Es la ciudad-producto, la ciudad-mercancía que describe Jorge Dioni, más preocupada por brillar hacia fuera que por cumplir hacia dentro, obsesionada por albergar grandes eventos con vistosos nombres en inglés, para la galería. Una querencia por el aplauso foráneo y un descuido de lo doméstico que en esta columna venimos llamando cosmopaletismo madrileño, tan tradicional ya como el cocido. Madrid, ciudad-influencer.

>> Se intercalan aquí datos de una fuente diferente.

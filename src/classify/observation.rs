//! Per-frame classification results.
//!
//! An [`Observation`] is either a recognized letter with a confidence score
//! or an explicit [`Observation::Absent`] — "no hand visible" is a normal,
//! expected value, not an error.  Classifier failures are a separate thing
//! entirely ([`ClassifyError`](crate::classify::ClassifyError)).

use std::fmt;

// ---------------------------------------------------------------------------
// Letter
// ---------------------------------------------------------------------------

/// A single fingerspelling letter, `A`–`Z`.
///
/// Construction is validated, so downstream code (smoothing window, word
/// accumulator) never has to re-check what it is appending.
#[derive(Debug, Clone, Copy, PartialEq, Eq, Hash)]
pub struct Letter(char);

impl Letter {
    /// Creates a letter from an ASCII uppercase character.
    ///
    /// Returns `None` for anything outside `A`–`Z`; lowercase input is not
    /// normalized — the recognizer's label set is uppercase by contract.
    pub fn new(c: char) -> Option<Self> {
        if c.is_ascii_uppercase() {
            Some(Self(c))
        } else {
            None
        }
    }

    /// The underlying character.
    pub fn as_char(&self) -> char {
        self.0
    }
}

impl TryFrom<char> for Letter {
    type Error = char;

    fn try_from(c: char) -> Result<Self, Self::Error> {
        Letter::new(c).ok_or(c)
    }
}

impl fmt::Display for Letter {
    fn fmt(&self, f: &mut fmt::Formatter<'_>) -> fmt::Result {
        write!(f, "{}", self.0)
    }
}

// ---------------------------------------------------------------------------
// Observation
// ---------------------------------------------------------------------------

/// What the classifier saw in one frame.
#[derive(Debug, Clone, Copy, PartialEq)]
pub enum Observation {
    /// A letter was recognized with the given confidence in `[0, 1]`.
    Sign {
        /// The recognized letter.
        letter: Letter,
        /// Classifier confidence, clamped into `[0, 1]` at construction.
        confidence: f32,
    },
    /// No hand was visible, or the classifier's own minimum-confidence
    /// cutoff rejected the frame.
    Absent,
}

impl Observation {
    /// Creates a sign observation, clamping `confidence` into `[0, 1]`.
    pub fn sign(letter: Letter, confidence: f32) -> Self {
        Self::Sign {
            letter,
            confidence: confidence.clamp(0.0, 1.0),
        }
    }

    /// Returns `true` when no sign was observed.
    pub fn is_absent(&self) -> bool {
        matches!(self, Self::Absent)
    }

    /// The raw confidence of this observation — `0.0` when absent.
    ///
    /// This is what the live-feedback confidence stream publishes.
    pub fn confidence(&self) -> f32 {
        match self {
            Self::Sign { confidence, .. } => *confidence,
            Self::Absent => 0.0,
        }
    }
}

// ---------------------------------------------------------------------------
// Tests
// ---------------------------------------------------------------------------
//! Pipeline state machine and shared session state.
//!
//! [`PipelineState`] drives the orchestrator's state machine.  The UI reads
//! it via [`SharedState`] to render the appropriate view.
//!
//! [`SessionState`] is the published snapshot of everything an observer
//! needs: current pipeline phase, the word being buffered, confirmed word
//! history, and the most recent raw confidence.
//!
//! [`SharedState`] is a type alias for `Arc<Mutex<SessionState>>` — cheap to
//! clone and safe to share across threads.  Only the pipeline task writes it.

use std::sync::{Arc, Mutex};

// ---------------------------------------------------------------------------
// PipelineState
// ---------------------------------------------------------------------------

/// States of the sign-to-text pipeline.
///
/// The state machine transitions are:
///
/// ```text
/// Idle ──start──▶ Detecting ──frame admitted──▶ Processing
/// Processing ──round-trip + throttle delay──▶ Detecting
/// Detecting / Processing ──stop──▶ Idle
/// any ──letter committed──▶ BufferingWord(partial)
/// any ──word finalized──▶ WordComplete(word)
/// any ──per-frame failure──▶ Error(message)   (self-heals next cycle)
/// ```
///
/// There is no terminal state; `Error` is observational only and the loop
/// always schedules the next detecting cycle.
#[derive(Debug, Clone, PartialEq)]
pub enum PipelineState {
    /// Not accepting frames; waiting for a start command.
    Idle,

    /// Gate open — waiting for the next frame from the camera binding.
    Detecting,

    /// A frame has been admitted; classification is in flight.
    Processing,

    /// A letter was committed; carries the partial word built so far.
    BufferingWord(String),

    /// A word was finalized (explicit confirm or auto-boundary).
    WordComplete(String),

    /// A recoverable per-frame failure.  The pipeline returns to
    /// `Detecting` on the next cycle.
    Error(String),
}

impl PipelineState {
    /// Returns `true` while a classification round-trip is in flight.
    ///
    /// ```
    /// use sign_to_text::pipeline::PipelineState;
    ///
    /// assert!(!PipelineState::Idle.is_busy());
    /// assert!(!PipelineState::Detecting.is_busy());
    /// assert!(PipelineState::Processing.is_busy());
    /// ```
    pub fn is_busy(&self) -> bool {
        matches!(self, PipelineState::Processing)
    }

    /// A short human-readable label suitable for a status display.
    pub fn label(&self) -> &'static str {
        match self {
            PipelineState::Idle => "Idle",
            PipelineState::Detecting => "Detecting",
            PipelineState::Processing => "Processing",
            PipelineState::BufferingWord(_) => "Buffering",
            PipelineState::WordComplete(_) => "Word complete",
            PipelineState::Error(_) => "Error",
        }
    }
}

impl Default for PipelineState {
    fn default() -> Self {
        PipelineState::Idle
    }
}

// ---------------------------------------------------------------------------
// SessionState
// ---------------------------------------------------------------------------

/// Published snapshot of the session — the single source of truth for
/// observers.
///
/// Held behind [`SharedState`] (`Arc<Mutex<SessionState>>`).  The pipeline
/// task mutates it; observers read it.
#[derive(Debug, Clone, Default)]
pub struct SessionState {
    /// Current phase of the pipeline.
    pub pipeline: PipelineState,

    /// The word currently being buffered (empty between words).
    pub current_word: String,

    /// Confirmed words, oldest first.
    pub history: Vec<String>,

    /// Most recent raw classification confidence — `0.0` when the last
    /// frame was absent.  Feeds live confidence widgets.
    pub last_confidence: f32,
}

impl SessionState {
    /// Create a fresh session in the idle state.
    pub fn new() -> Self {
        Self::default()
    }
}

// ---------------------------------------------------------------------------
// SharedState
// ---------------------------------------------------------------------------

/// Thread-safe handle to [`SessionState`].
///
/// Cheap to clone (`Arc` clone).  Lock with `.lock().unwrap()` for a short
/// critical section; do **not** hold the lock across `.await` points.
pub type SharedState = Arc<Mutex<SessionState>>;

/// Construct a new [`SharedState`] wrapping a default [`SessionState`].
pub fn new_shared_state() -> SharedState {
    Arc::new(Mutex::new(SessionState::new()))
}

// ---------------------------------------------------------------------------
// Tests
// ---------------------------------------------------------------------------

#[cfg(test)]
mod tests {
    use super::*;

    #[test]
    fn only_processing_is_busy() {
        assert!(!PipelineState::Idle.is_busy());
        assert!(!PipelineState::Detecting.is_busy());
        assert!(PipelineState::Processing.is_busy());
        assert!(!PipelineState::BufferingWord("A".into()).is_busy());
        assert!(!PipelineState::WordComplete("AB".into()).is_busy());
        assert!(!PipelineState::Error("boom".into()).is_busy());
    }

    #[test]
    fn labels_cover_every_state() {
        assert_eq!(PipelineState::Idle.label(), "Idle");
        assert_eq!(PipelineState::Detecting.label(), "Detecting");
        assert_eq!(PipelineState::Processing.label(), "Processing");
        assert_eq!(PipelineState::BufferingWord("A".into()).label(), "Buffering");
        assert_eq!(
            PipelineState::WordComplete("AB".into()).label(),
            "Word complete"
        );
        assert_eq!(PipelineState::Error("x".into()).label(), "Error");
    }

    #[test]
    fn default_pipeline_state_is_idle() {
        assert_eq!(PipelineState::default(), PipelineState::Idle);
    }

    #[test]
    fn state_payloads_compare_by_value() {
        assert_eq!(
            PipelineState::BufferingWord("AB".into()),
            PipelineState::BufferingWord("AB".into())
        );
        assert_ne!(
            PipelineState::WordComplete("AB".into()),
            PipelineState::WordComplete("BA".into())
        );
    }

    #[test]
    fn session_state_defaults() {
        let state = SessionState::new();
        assert_eq!(state.pipeline, PipelineState::Idle);
        assert!(state.current_word.is_empty());
        assert!(state.history.is_empty());
        assert!((state.last_confidence - 0.0).abs() < f32::EPSILON);
    }

    #[test]
    fn shared_state_is_send_sync() {
        fn assert_send_sync<T: Send + Sync>() {}
        assert_send_sync::<SharedState>();
    }

    #[test]
    fn shared_state_can_be_cloned_and_mutated() {
        let state = new_shared_state();
        let state2 = Arc::clone(&state);

        state.lock().unwrap().pipeline = PipelineState::Detecting;
        assert_eq!(state2.lock().unwrap().pipeline, PipelineState::Detecting);
    }
}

Pero, ¿para qué sirve una ciudad?
Para muchos vecinos, Madrid no es una ficción futurista de grandes autopistas y rascacielos de cristal, sino un pequeño infierno cotidiano en el que cunde la incertidumbre y el desánimo. Porque Madrid es una ciudad que exprime y que expulsa: aquí el Gran Reemplazo es de pobres y vecinos por ricos y turistas.
En Madrid es muy difícil encontrar lo más básico para la vida, un lugar donde radicarla: el pisito. Cada vez zonas más amplias son esquilmadas por el monocultivo de la industria turística sin que los gobiernos conservadores hagan nada por conservar una ciudad cada vez más insulsa y homogénea: el alcalde Almeida está más preocupado por multar el exceso de aforo en el bar de un expolítico que de poner orden en la ciudad sin ley de los ¡15.000! pisos turísticos piratas.
Se construye mucho en las afueras para dejar hueco en el centro a los turistas: la destrucción de la urbe en una explosiva mezcla de parque temático, centro comercial y resort vacacional. A Trump le encantaría. Los servicios públicos son abandonados, faltan escuelitas para 10.000 niños (pobres niños madrileños) y se pone en un brete a la universidad.
Proliferan los vertederos espontáneos al lado de las crecientes personas sin hogar (esas que viven directamente en Madrid, sin techos ni paredes) y ya me hablan de gente que trata de vivir en los trasteros. La ciudad, en fin, permanece en el ranking de las más desiguales de Europa.
Mientras tanto, muchos se frotan las manos sobre la caliente hoguera de Madrid. Cuando les hablen de éxito, háganse las mismas preguntas que cuando les hablen de libertad. ¿Para quién? ¿Para qué?